> **Work required**
Copy every record that follows, word for word.

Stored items
—————

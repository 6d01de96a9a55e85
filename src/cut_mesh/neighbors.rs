//! Edge-neighbor discovery and crack-tip seeding.

use crate::cut_mesh::CutMesh;
use crate::mesh_error::CutMeshError;
use crate::topology::node::NodeKey;
use std::collections::BTreeSet;

impl CutMesh {
    /// Rebuild the per-edge neighbor lists of every element.
    ///
    /// Two elements are neighbors across an edge when both of the edge's
    /// nodes are shared, the other element traverses the edge in the
    /// opposite direction, and, when both carry a fragment, the fragments
    /// are connected. Crack-tip flags are cleared as well; run
    /// [`CutMesh::init_crack_tip_topology`] afterwards to recompute them.
    pub fn update_edge_neighbors(&mut self) -> Result<(), CutMeshError> {
        for elem in self.elements.values_mut() {
            elem.clear_neighbors();
        }
        let incidence = self.node_to_elements();

        let mut found: Vec<(u32, usize, u32)> = Vec::new();
        for curr in self.elements.values() {
            let candidates: BTreeSet<u32> = curr
                .nodes()
                .iter()
                .filter_map(|n| incidence.get(n))
                .flatten()
                .copied()
                .filter(|&id| id != curr.id())
                .collect();
            for neigh_id in candidates {
                let neigh = self.get_elem_by_id(neigh_id)?;
                let common = curr.common_nodes(neigh);
                if common.len() < 2 {
                    continue;
                }
                for (i, edge) in curr.edges().iter().enumerate() {
                    let [a, b] = edge.nodes();
                    if !(common.contains(&a) && common.contains(&b)) {
                        continue;
                    }
                    if neigh.overlays_edge(a, b)? {
                        continue;
                    }
                    let connected = match (curr.num_fragments(), neigh.num_fragments()) {
                        (c, n) if c > 1 || n > 1 => {
                            return Err(CutMeshError::FragmentCount {
                                element: if c > 1 { curr.id() } else { neigh_id },
                                found: c.max(n),
                                context: "neighbors can only be matched up with at most one fragment",
                            });
                        }
                        (1, 1) => curr.fragment(0).is_connected(neigh.fragment(0)),
                        _ => true,
                    };
                    if connected {
                        found.push((curr.id(), i, neigh_id));
                    }
                }
            }
        }
        for &(elem, edge, neighbor) in &found {
            self.elem_mut(elem)?.add_edge_neighbor(edge, neighbor)?;
        }
        self.check_neighbor_symmetry()?;
        log::debug!("found {} element-edge neighbor links", found.len());
        self.validate_stage("update_edge_neighbors")
    }

    pub(crate) fn check_neighbor_symmetry(&self) -> Result<(), CutMeshError> {
        for curr in self.elements.values() {
            for i in 0..curr.num_edges() {
                for &neigh_id in curr.edge_neighbors(i) {
                    let neigh = self.get_elem_by_id(neigh_id)?;
                    if neigh.neighbor_index(curr.id()).is_err() {
                        return Err(CutMeshError::AsymmetricNeighbors {
                            element: neigh_id,
                            neighbor: curr.id(),
                        });
                    }
                }
            }
        }
        Ok(())
    }

    /// Seed the crack-tip set from the current cut state.
    ///
    /// An element whose cut edge has two neighbors sits ahead of the crack
    /// tip: the two neighbors are the halves of an element split on that
    /// edge. The element joins the tip set; both neighbors are flagged as
    /// crack-tip split elements facing it.
    pub fn init_crack_tip_topology(&mut self) -> Result<(), CutMeshError> {
        self.crack_tip_elements.clear();
        let mut fronts: Vec<(u32, [u32; 2])> = Vec::new();
        for curr in self.elements.values() {
            for (i, edge) in curr.edges().iter().enumerate() {
                let &[first, second] = curr.edge_neighbors(i) else {
                    continue;
                };
                if !edge.has_intersection() {
                    continue;
                }
                let [a, b]: [NodeKey; 2] = edge.nodes();
                for neighbor in [first, second] {
                    if self.get_elem_by_id(neighbor)?.overlays_edge(a, b)? {
                        return Err(CutMeshError::InconsistentWinding {
                            element: curr.id(),
                            neighbor,
                        });
                    }
                }
                fronts.push((curr.id(), [first, second]));
            }
        }

        for (tip, neighbors) in fronts {
            if self.get_elem_by_id(tip)?.is_crack_tip_split_element() {
                return Err(CutMeshError::Invariant(format!(
                    "element {tip} is both ahead of a crack tip and a crack-tip split element"
                )));
            }
            self.crack_tip_elements.insert(tip);
            for neighbor in neighbors {
                let elem = self.elem_mut(neighbor)?;
                elem.mark_crack_tip_split();
                elem.add_crack_tip_neighbor(tip)?;
            }
        }
        log::debug!(
            "crack tip topology: {} tip elements",
            self.crack_tip_elements.len()
        );
        Ok(())
    }
}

—————

> **Completed task**
repository 6d01de96a9a55e85
filename src/cut_mesh/neighbors.rs
//! Edge-neighbor discovery and crack-tip seeding.

use crate::cut_mesh::CutMesh;
use crate::mesh_error::CutMeshError;
use crate::topology::node::NodeKey;
use std::collections::BTreeSet;

impl CutMesh {
    /// Rebuild the per-edge neighbor lists of every element.
    ///
    /// Two elements are neighbors across an edge when both of the edge's
    /// nodes are shared, the other element traverses the edge in the
    /// opposite direction, and, when both carry a fragment, the fragments
    /// are connected. Crack-tip flags are cleared as well; run
    /// [`CutMesh::init_crack_tip_topology`] afterwards to recompute them.
    pub fn update_edge_neighbors(&mut self) -> Result<(), CutMeshError> {
        for elem in self.elements.values_mut() {
            elem.clear_neighbors();
        }
        let incidence = self.node_to_elements();

        let mut found: Vec<(u32, usize, u32)> = Vec::new();
        for curr in self.elements.values() {
            let candidates: BTreeSet<u32> = curr
                .nodes()
                .iter()
                .filter_map(|n| incidence.get(n))
                .flatten()
                .copied()
                .filter(|&id| id != curr.id())
                .collect();
            for neigh_id in candidates {
                let neigh = self.get_elem_by_id(neigh_id)?;
                let common = curr.common_nodes(neigh);
                if common.len() < 2 {
                    continue;
                }
                for (i, edge) in curr.edges().iter().enumerate() {
                    let [a, b] = edge.nodes();
                    if !(common.contains(&a) && common.contains(&b)) {
                        continue;
                    }
                    if neigh.overlays_edge(a, b)? {
                        continue;
                    }
                    let connected = match (curr.num_fragments(), neigh.num_fragments()) {
                        (c, n) if c > 1 || n > 1 => {
                            return Err(CutMeshError::FragmentCount {
                                element: if c > 1 { curr.id() } else { neigh_id },
                                found: c.max(n),
                                context: "neighbors can only be matched up with at most one fragment",
                            });
                        }
                        (1, 1) => curr.fragment(0).is_connected(neigh.fragment(0)),
                        _ => true,
                    };
                    if connected {
                        found.push((curr.id(), i, neigh_id));
                    }
                }
            }
        }
        for &(elem, edge, neighbor) in &found {
            self.elem_mut(elem)?.add_edge_neighbor(edge, neighbor)?;
        }
        self.check_neighbor_symmetry()?;
        log::debug!("found {} element-edge neighbor links", found.len());
        self.validate_stage("update_edge_neighbors")
    }

    pub(crate) fn check_neighbor_symmetry(&self) -> Result<(), CutMeshError> {
        for curr in self.elements.values() {
            for i in 0..curr.num_edges() {
                for &neigh_id in curr.edge_neighbors(i) {
                    let neigh = self.get_elem_by_id(neigh_id)?;
                    if neigh.neighbor_index(curr.id()).is_err() {
                        return Err(CutMeshError::AsymmetricNeighbors {
                            element: neigh_id,
                            neighbor: curr.id(),
                        });
                    }
                }
            }
        }
        Ok(())
    }

    /// Seed the crack-tip set from the current cut state.
    ///
    /// An element whose cut edge has two neighbors sits ahead of the crack
    /// tip: the two neighbors are the halves of an element split on that
    /// edge. The element joins the tip set; both neighbors are flagged as
    /// crack-tip split elements facing it.
    pub fn init_crack_tip_topology(&mut self) -> Result<(), CutMeshError> {
        self.crack_tip_elements.clear();
        let mut fronts: Vec<(u32, [u32; 2])> = Vec::new();
        for curr in self.elements.values() {
            for (i, edge) in curr.edges().iter().enumerate() {
                let &[first, second] = curr.edge_neighbors(i) else {
                    continue;
                };
                if !edge.has_intersection() {
                    continue;
                }
                let [a, b]: [NodeKey; 2] = edge.nodes();
                for neighbor in [first, second] {
                    if self.get_elem_by_id(neighbor)?.overlays_edge(a, b)? {
                        return Err(CutMeshError::InconsistentWinding {
                            element: curr.id(),
                            neighbor,
                        });
                    }
                }
                fronts.push((curr.id(), [first, second]));
            }
        }

        for (tip, neighbors) in fronts {
            if self.get_elem_by_id(tip)?.is_crack_tip_split_element() {
                return Err(CutMeshError::Invariant(format!(
                    "element {tip} is both ahead of a crack tip and a crack-tip split element"
                )));
            }
            self.crack_tip_elements.insert(tip);
            for neighbor in neighbors {
                let elem = self.elem_mut(neighbor)?;
                elem.mark_crack_tip_split();
                elem.add_crack_tip_neighbor(tip)?;
            }
        }
        log::debug!(
            "crack tip topology: {} tip elements",
            self.crack_tip_elements.len()
        );
        Ok(())
    }
}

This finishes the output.